==== Dataset entries ====

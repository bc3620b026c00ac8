//! Shared test harness for objid-cli integration tests.

#![allow(dead_code)]

use std::io::Write;
use std::path::Path;
use std::process::{Command, Stdio};

/// Captured output from running a command.
pub struct CommandResult {
    pub stdout: String,
    pub stderr: String,
    pub exit_code: i32,
}

/// Run `objid` with `args` in `dir`, feeding `stdin` to the process.
pub fn objid_with_stdin(dir: &Path, args: &[&str], stdin: &[u8]) -> CommandResult {
    let mut child = Command::new(env!("CARGO_BIN_EXE_objid"))
        .args(args)
        .current_dir(dir)
        .env_remove("OBJID_LOG")
        .stdin(Stdio::piped())
        .stdout(Stdio::piped())
        .stderr(Stdio::piped())
        .spawn()
        .expect("failed to spawn objid");

    {
        let mut pipe = child.stdin.take().unwrap();
        pipe.write_all(stdin).unwrap();
    }

    let output = child.wait_with_output().unwrap();
    CommandResult {
        stdout: String::from_utf8_lossy(&output.stdout).into_owned(),
        stderr: String::from_utf8_lossy(&output.stderr).into_owned(),
        exit_code: output.status.code().unwrap_or(-1),
    }
}

/// Run `objid` with `args` in `dir` and empty stdin.
pub fn objid(dir: &Path, args: &[&str]) -> CommandResult {
    objid_with_stdin(dir, args, b"")
}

====

What the task requires >> Output every entry again, exactly as given.

Exercise output >>
repository bc3620b026c00ac8
//! Shared test harness for objid-cli integration tests.

#![allow(dead_code)]

use std::io::Write;
use std::path::Path;
use std::process::{Command, Stdio};

/// Captured output from running a command.
pub struct CommandResult {
    pub stdout: String,
    pub stderr: String,
    pub exit_code: i32,
}

/// Run `objid` with `args` in `dir`, feeding `stdin` to the process.
pub fn objid_with_stdin(dir: &Path, args: &[&str], stdin: &[u8]) -> CommandResult {
    let mut child = Command::new(env!("CARGO_BIN_EXE_objid"))
        .args(args)
        .current_dir(dir)
        .env_remove("OBJID_LOG")
        .stdin(Stdio::piped())
        .stdout(Stdio::piped())
        .stderr(Stdio::piped())
        .spawn()
        .expect("failed to spawn objid");

    {
        let mut pipe = child.stdin.take().unwrap();
        pipe.write_all(stdin).unwrap();
    }

    let output = child.wait_with_output().unwrap();
    CommandResult {
        stdout: String::from_utf8_lossy(&output.stdout).into_owned(),
        stderr: String::from_utf8_lossy(&output.stderr).into_owned(),
        exit_code: output.status.code().unwrap_or(-1),
    }
}

/// Run `objid` with `args` in `dir` and empty stdin.
pub fn objid(dir: &Path, args: &[&str]) -> CommandResult {
    objid_with_stdin(dir, args, b"")
}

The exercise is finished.